Start of EXCERPTED RECORDS

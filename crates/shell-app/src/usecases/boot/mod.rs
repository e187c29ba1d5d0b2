//! Bootstrap coordinator.
//!
//! Sequences the shell's two bootstrap phases: the synchronous
//! configuration phase at process start, and the deferred mount once
//! the platform readiness signal fires.

use std::sync::Arc;

use anyhow::{Context, Result};

use shell_core::ports::LifecycleStatusPort;
use shell_core::ready::PlatformReady;
use shell_core::{AppConfig, BootPhase};

use super::{ConfigureBackend, MountRoot, SuppressStartupBanner};

/// Coordinates bootstrap readiness by orchestrating banner suppression,
/// HTTP client configuration, and the one-shot root mount.
pub struct BootCoordinator {
    config: AppConfig,
    backend: Arc<ConfigureBackend>,
    banner: Arc<SuppressStartupBanner>,
    mount: Arc<MountRoot>,
    status: Arc<dyn LifecycleStatusPort>,
}

/// Helper for constructing the coordinator with explicit dependency fields.
pub struct BootCoordinatorDeps {
    pub backend: Arc<ConfigureBackend>,
    pub banner: Arc<SuppressStartupBanner>,
    pub mount: Arc<MountRoot>,
    pub status: Arc<dyn LifecycleStatusPort>,
}

impl BootCoordinator {
    /// Construct a coordinator from config and dependency bundle.
    pub fn from_deps(config: AppConfig, deps: BootCoordinatorDeps) -> Self {
        let BootCoordinatorDeps {
            backend,
            banner,
            mount,
            status,
        } = deps;

        Self {
            config,
            backend,
            banner,
            mount,
            status,
        }
    }

    /// Synchronous bootstrap phase: suppress the startup banner, store
    /// the backend base URL, record `Configured`.
    ///
    /// Runs to completion before the caller registers the mount task,
    /// so the configuration record is written before any reader can
    /// plausibly issue a request.
    pub async fn configure(&self) -> Result<()> {
        if !self.config.startup_banner {
            self.banner.execute();
        }
        self.backend.execute(self.config.backend_base_url.clone());
        self.status
            .set_phase(BootPhase::Configured)
            .await
            .context("failed to record Configured phase")?;

        tracing::info!(
            base = %self.config.backend_base_url,
            anchor = %self.config.root_anchor,
            "Bootstrap configured"
        );
        Ok(())
    }

    /// Deferred phase: await the platform readiness signal, then mount
    /// the root component exactly once and record `Mounted`.
    ///
    /// Registration is non-blocking - spawn this future and the current
    /// call returns immediately. The await on `ready` is the only
    /// suspension point; if the signal never fires, the root is never
    /// mounted and no timeout intervenes.
    pub async fn run(self, ready: PlatformReady) -> Result<()> {
        ready
            .wait()
            .await
            .context("platform readiness signal lost")?;

        self.mount.execute(&self.config.root_anchor).await?;
        self.status
            .set_phase(BootPhase::Mounted)
            .await
            .context("failed to record Mounted phase")?;

        tracing::info!("Bootstrap complete");
        Ok(())
    }
}
//! Port interfaces for the application layer
//!
//! Ports define the contract between the bootstrap logic (use cases)
//! and infrastructure implementations. This follows Hexagonal
//! Architecture principles: the shell's sequencing logic stays
//! independent of the concrete HTTP client and UI framework, which the
//! source treated as opaque collaborators.

pub mod http_config;
pub mod lifecycle_status;
pub mod ui;

pub use http_config::HttpConfigPort;
pub use lifecycle_status::LifecycleStatusPort;
pub use ui::{MountError, UiFrameworkPort};
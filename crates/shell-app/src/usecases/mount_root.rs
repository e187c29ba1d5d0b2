//! MountRoot use case - attaches the root component to its anchor.

use std::sync::Arc;

use shell_core::ports::ui::MountError;
use shell_core::ports::UiFrameworkPort;

/// Mounts the root UI component at a named anchor.
///
/// One-shot: the framework rejects a second mount, and the coordinator
/// never asks for one because the readiness signal delivers at most
/// once.
pub struct MountRoot {
    ui: Arc<dyn UiFrameworkPort>,
}

impl MountRoot {
    pub fn from_port(ui: Arc<dyn UiFrameworkPort>) -> Self {
        Self { ui }
    }

    pub async fn execute(&self, anchor: &str) -> Result<(), MountError> {
        tracing::info!(%anchor, "Mounting root component");
        self.ui.mount(anchor).await
    }
}
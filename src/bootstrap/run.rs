//! Bootstrap wiring and run sequence.
//!
//! Three phases, in the order the original shell performed them:
//!
//! 1. **Wire**: construct the adapters and the boot coordinator.
//! 2. **Configure** (synchronous): suppress the startup banner and
//!    store the backend base URL.
//! 3. **Mount** (deferred): spawn the mount task, fire the platform
//!    readiness notifier once wiring is complete, join the mount.

use std::sync::Arc;

use anyhow::{Context, Result};
use shell_app::usecases::{ConfigureBackend, MountRoot, SuppressStartupBanner};
use shell_app::{BootCoordinator, BootCoordinatorDeps};
use shell_core::ready::ready_signal;
use shell_core::AppConfig;
use shell_infra::{BackendClient, InMemoryLifecycleStatus, LoggingUi};

/// The completed application runtime.
///
/// Holds the adapters that outlive the bootstrap: the shared HTTP
/// client, the UI framework handle, and the lifecycle status store.
pub struct Runtime {
    pub client: Arc<BackendClient>,
    pub ui: Arc<LoggingUi>,
    pub status: Arc<InMemoryLifecycleStatus>,
}

/// Wire the adapters and build the boot coordinator for the given config.
pub fn wire(config: AppConfig) -> (Runtime, BootCoordinator) {
    let client = Arc::new(BackendClient::new());
    let ui = Arc::new(LoggingUi::new());
    let status = Arc::new(InMemoryLifecycleStatus::new());

    let coordinator = BootCoordinator::from_deps(
        config,
        BootCoordinatorDeps {
            backend: Arc::new(ConfigureBackend::from_port(client.clone())),
            banner: Arc::new(SuppressStartupBanner::from_port(ui.clone())),
            mount: Arc::new(MountRoot::from_port(ui.clone())),
            status: status.clone(),
        },
    );

    (
        Runtime {
            client,
            ui,
            status,
        },
        coordinator,
    )
}

/// Run the shell bootstrap to completion.
///
/// The readiness notifier is fired by the host integration; in this
/// shell, runtime wiring finishing is that signal. A host that delivers
/// its own event (e.g. a device-ready callback) holds the notifier and
/// fires it instead.
pub async fn run_app(config: AppConfig) -> Result<Runtime> {
    let (runtime, coordinator) = wire(config);

    coordinator.configure().await?;

    let (notifier, ready) = ready_signal();
    let mount_task = tokio::spawn(coordinator.run(ready));

    tracing::info!("Platform ready");
    notifier.notify();

    mount_task
        .await
        .context("mount task panicked")?
        .context("bootstrap mount failed")?;

    Ok(runtime)
}
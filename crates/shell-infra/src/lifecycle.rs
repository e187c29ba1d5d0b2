//! In-memory adapter for the lifecycle status port.

use anyhow::Result;
use async_trait::async_trait;
use shell_core::ports::LifecycleStatusPort;
use shell_core::BootPhase;

/// Stores the boot phase in a `tokio::sync::Mutex`.
///
/// Intended to live as an `Arc<InMemoryLifecycleStatus>` inside the
/// runtime so the coordinator and status queries share one instance.
pub struct InMemoryLifecycleStatus {
    phase: tokio::sync::Mutex<BootPhase>,
}

impl InMemoryLifecycleStatus {
    pub fn new() -> Self {
        Self {
            phase: tokio::sync::Mutex::new(BootPhase::Unconfigured),
        }
    }
}

impl Default for InMemoryLifecycleStatus {
    fn default() -> Self {
        Self::new()
    }
}

#[async_trait]
impl LifecycleStatusPort for InMemoryLifecycleStatus {
    async fn set_phase(&self, phase: BootPhase) -> Result<()> {
        *self.phase.lock().await = phase;
        Ok(())
    }

    async fn get_phase(&self) -> BootPhase {
        *self.phase.lock().await
    }
}

#[cfg(test)]
mod tests {
    use super::*;

    #[tokio::test]
    async fn defaults_to_unconfigured() {
        let status = InMemoryLifecycleStatus::new();
        assert_eq!(status.get_phase().await, BootPhase::Unconfigured);
    }

    #[tokio::test]
    async fn set_and_get() {
        let status = InMemoryLifecycleStatus::new();
        status.set_phase(BootPhase::Configured).await.unwrap();
        assert_eq!(status.get_phase().await, BootPhase::Configured);

        status.set_phase(BootPhase::Mounted).await.unwrap();
        assert_eq!(status.get_phase().await, BootPhase::Mounted);
    }
}
//! Shared HTTP client backed by reqwest.
//!
//! Relative request paths resolve against the base origin stored in the
//! shared configuration record. Retry and timeout behavior is whatever
//! reqwest does by default; the shell does not add a policy on top.

use anyhow::Context;
use shell_core::ports::HttpConfigPort;
use shell_core::{HttpOptions, SharedHttpOptions};

/// The shared HTTP client.
///
/// Configured once through [`HttpConfigPort::set`] during the
/// synchronous bootstrap phase; every request issued afterwards reads
/// the stored base. The base is never validated here - a malformed
/// value fails inside reqwest on first use.
pub struct BackendClient {
    http: reqwest::Client,
    options: SharedHttpOptions,
}

impl BackendClient {
    pub fn new() -> Self {
        Self {
            http: reqwest::Client::new(),
            options: SharedHttpOptions::new(),
        }
    }

    /// Resolve a request path against the configured base origin.
    ///
    /// Absolute URLs pass through untouched; relative paths are joined
    /// onto the base with exactly one separating slash.
    pub fn resolve(&self, path: &str) -> String {
        if path.starts_with("http://") || path.starts_with("https://") {
            return path.to_string();
        }
        let base = self.options.get().base;
        format!(
            "{}/{}",
            base.trim_end_matches('/'),
            path.trim_start_matches('/')
        )
    }

    /// Issue a GET request against the configured origin.
    pub async fn get(&self, path: &str) -> anyhow::Result<reqwest::Response> {
        let url = self.resolve(path);
        tracing::debug!(%url, "GET");
        self.http
            .get(url.as_str())
            .send()
            .await
            .with_context(|| format!("GET {url} failed"))
    }

    /// Issue a GET request and deserialize the JSON response body.
    pub async fn get_json<T: serde::de::DeserializeOwned>(&self, path: &str) -> anyhow::Result<T> {
        let url = self.resolve(path);
        let response = self.get(path).await?;
        response
            .json::<T>()
            .await
            .with_context(|| format!("GET {url} returned a non-JSON body"))
    }
}

impl Default for BackendClient {
    fn default() -> Self {
        Self::new()
    }
}

impl HttpConfigPort for BackendClient {
    fn set(&self, options: HttpOptions) {
        self.options.set(options);
    }

    fn options(&self) -> HttpOptions {
        self.options.get()
    }
}
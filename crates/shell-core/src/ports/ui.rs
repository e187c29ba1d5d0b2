use async_trait::async_trait;

/// Port to the opaque UI framework.
///
/// # Behavior
/// - `set_startup_banner()` is idempotent, side-effect only.
/// - `mount()` is one-shot and non-reentrant: a second mount on the
///   same framework instance is an error, not a replacement.
#[async_trait]
pub trait UiFrameworkPort: Send + Sync {
    /// Toggle the framework's non-production startup banner.
    fn set_startup_banner(&self, enabled: bool);

    /// Instantiate the root component and attach it at `anchor`.
    async fn mount(&self, anchor: &str) -> Result<(), MountError>;
}

#[derive(Debug, thiserror::Error)]
pub enum MountError {
    #[error("root component already mounted at {0}")]
    AlreadyMounted(String),

    #[error("mount anchor {0} not found")]
    AnchorNotFound(String),

    #[error("framework error: {0}")]
    Framework(String),
}
pub mod config;
pub mod logging;
pub mod run;

pub use config::load_config;
pub use run::{run_app, wire, Runtime};
//! # shell-infra
//!
//! Infrastructure adapters for the appshell bootstrap: the
//! reqwest-backed shared HTTP client, the in-memory lifecycle status
//! store, and the logging stand-in for the opaque UI framework.

pub mod http;
pub mod lifecycle;
pub mod ui;

pub use http::BackendClient;
pub use lifecycle::InMemoryLifecycleStatus;
pub use ui::LoggingUi;
//! Boot phase state machine.

/// Bootstrap phase of the shell.
///
/// `Unconfigured → Configured` fires synchronously at process start;
/// `Configured → Mounted` fires asynchronously on the platform
/// readiness signal. `Mounted` is terminal for the process lifetime.
#[derive(Debug, Clone, Copy, PartialEq, Eq)]
pub enum BootPhase {
    Unconfigured,
    Configured,
    Mounted,
}
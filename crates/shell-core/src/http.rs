//! Shared HTTP client configuration.
//!
//! The original shell configured its request helper through an implicit
//! process-wide global. Here the record is an explicit struct held by
//! whatever issues requests: set once during the synchronous bootstrap
//! phase, read by every request for the rest of the process lifetime.

use std::sync::RwLock;

/// Options accepted by the shared HTTP client configuration surface.
#[derive(Debug, Clone, PartialEq, Eq)]
pub struct HttpOptions {
    /// Origin for relative request paths. Passed through uninspected.
    pub base: String,
}

/// Process-wide HTTP client configuration record.
///
/// Interior locking because the record is `Arc`-shared across tasks,
/// even though the write happens before any reader can plausibly run.
#[derive(Debug)]
pub struct SharedHttpOptions {
    inner: RwLock<HttpOptions>,
}

impl SharedHttpOptions {
    pub fn new() -> Self {
        Self {
            inner: RwLock::new(HttpOptions {
                base: String::new(),
            }),
        }
    }

    /// Overwrite the configuration record.
    pub fn set(&self, options: HttpOptions) {
        let mut guard = self
            .inner
            .write()
            .unwrap_or_else(std::sync::PoisonError::into_inner);
        *guard = options;
    }

    /// Snapshot the current configuration.
    pub fn get(&self) -> HttpOptions {
        self.inner
            .read()
            .unwrap_or_else(std::sync::PoisonError::into_inner)
            .clone()
    }
}

impl Default for SharedHttpOptions {
    fn default() -> Self {
        Self::new()
    }
}
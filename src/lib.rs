//! # appshell
//!
//! Composition root for the application shell: configuration loading,
//! tracing setup, dependency wiring, and the bootstrap run sequence.

pub mod bootstrap;
mod logging;

pub use logging::LoggingUi;
//! ConfigureBackend use case - stores the backend base URL in the
//! shared HTTP client configuration.

use std::sync::Arc;

use shell_core::ports::HttpConfigPort;
use shell_core::HttpOptions;

/// Stores the backend origin in the shared HTTP client configuration.
///
/// The URL is passed through uninspected; a malformed value surfaces as
/// whatever failure the client produces on first use.
pub struct ConfigureBackend {
    http: Arc<dyn HttpConfigPort>,
}

impl ConfigureBackend {
    pub fn from_port(http: Arc<dyn HttpConfigPort>) -> Self {
        Self { http }
    }

    pub fn execute(&self, base: String) {
        tracing::debug!(%base, "Configuring backend base URL");
        self.http.set(HttpOptions { base });
    }
}
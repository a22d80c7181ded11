//! State Vector Construction
//!
//! Converts raw per-zone hourly generation/load/flow observations into
//! fixed-width numeric state vectors, one per (zone, hour).
//!
//! # Design Principles
//!
//! 1. **No imputation**: hours with incomplete generation data are dropped,
//!    never zero-filled — a fabricated row would inject false regime signal
//! 2. **Explainable gaps**: every dropped hour is accounted for in a
//!    [`DataGapError`] so callers can decide whether coverage is sufficient
//! 3. **Pure**: building state vectors is a pure function of the input rows

use std::collections::{BTreeMap, BTreeSet};

use chrono::{DateTime, Duration, Utc};
use serde::{Deserialize, Serialize};
use statrs::statistics::Statistics;

// =============================================================================
// FEATURE SCHEMA
// =============================================================================

/// The closed set of state-vector features, in canonical order.
///
/// The first three are always present on a built vector; the last two are
/// optional and require zone capacity / interconnector limit configuration.
#[derive(Debug, Clone, Copy, PartialEq, Eq, PartialOrd, Ord, Hash, Serialize, Deserialize)]
#[serde(rename_all = "snake_case")]
pub enum FeatureName {
    /// Renewable MW / total generation MW, in [0, 1].
    ResPenetration,
    /// Signed cross-border flow in MW, imports positive.
    NetImport,
    /// Rolling std dev of the reference price proxy over the trailing window.
    PriceVolatility,
    /// Load / available zone capacity.
    LoadTightness,
    /// |flow| / interconnector limit, in [0, 1].
    InterconnectSaturation,
}

impl FeatureName {
    /// The three features every built state vector carries.
    pub const CORE: [FeatureName; 3] = [
        FeatureName::ResPenetration,
        FeatureName::NetImport,
        FeatureName::PriceVolatility,
    ];

    /// All schema features in canonical order.
    pub const ALL: [FeatureName; 5] = [
        FeatureName::ResPenetration,
        FeatureName::NetImport,
        FeatureName::PriceVolatility,
        FeatureName::LoadTightness,
        FeatureName::InterconnectSaturation,
    ];

    /// Canonical snake_case name.
    pub fn as_str(&self) -> &'static str {
        match self {
            Self::ResPenetration => "res_penetration",
            Self::NetImport => "net_import",
            Self::PriceVolatility => "price_volatility",
            Self::LoadTightness => "load_tightness",
            Self::InterconnectSaturation => "interconnect_saturation",
        }
    }

    /// Parse a feature name. `None` for anything outside the schema.
    pub fn parse(name: &str) -> Option<FeatureName> {
        Self::ALL.iter().copied().find(|f| f.as_str() == name)
    }
}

End of EXCERPTED RECORDS

__WORK INSTRUCTION__
All that should appear in the response is the run of lines from the first line of the entries through the line containing "deferred mount once", copied exactly.

__TASK RESULT__
filename crates/shell-app/src/usecases/boot/mod.rs
repository e187c29ba1d5d0b2
//! Bootstrap coordinator.
//!
//! Sequences the shell's two bootstrap phases: the synchronous
//! configuration phase at process start, and the deferred mount once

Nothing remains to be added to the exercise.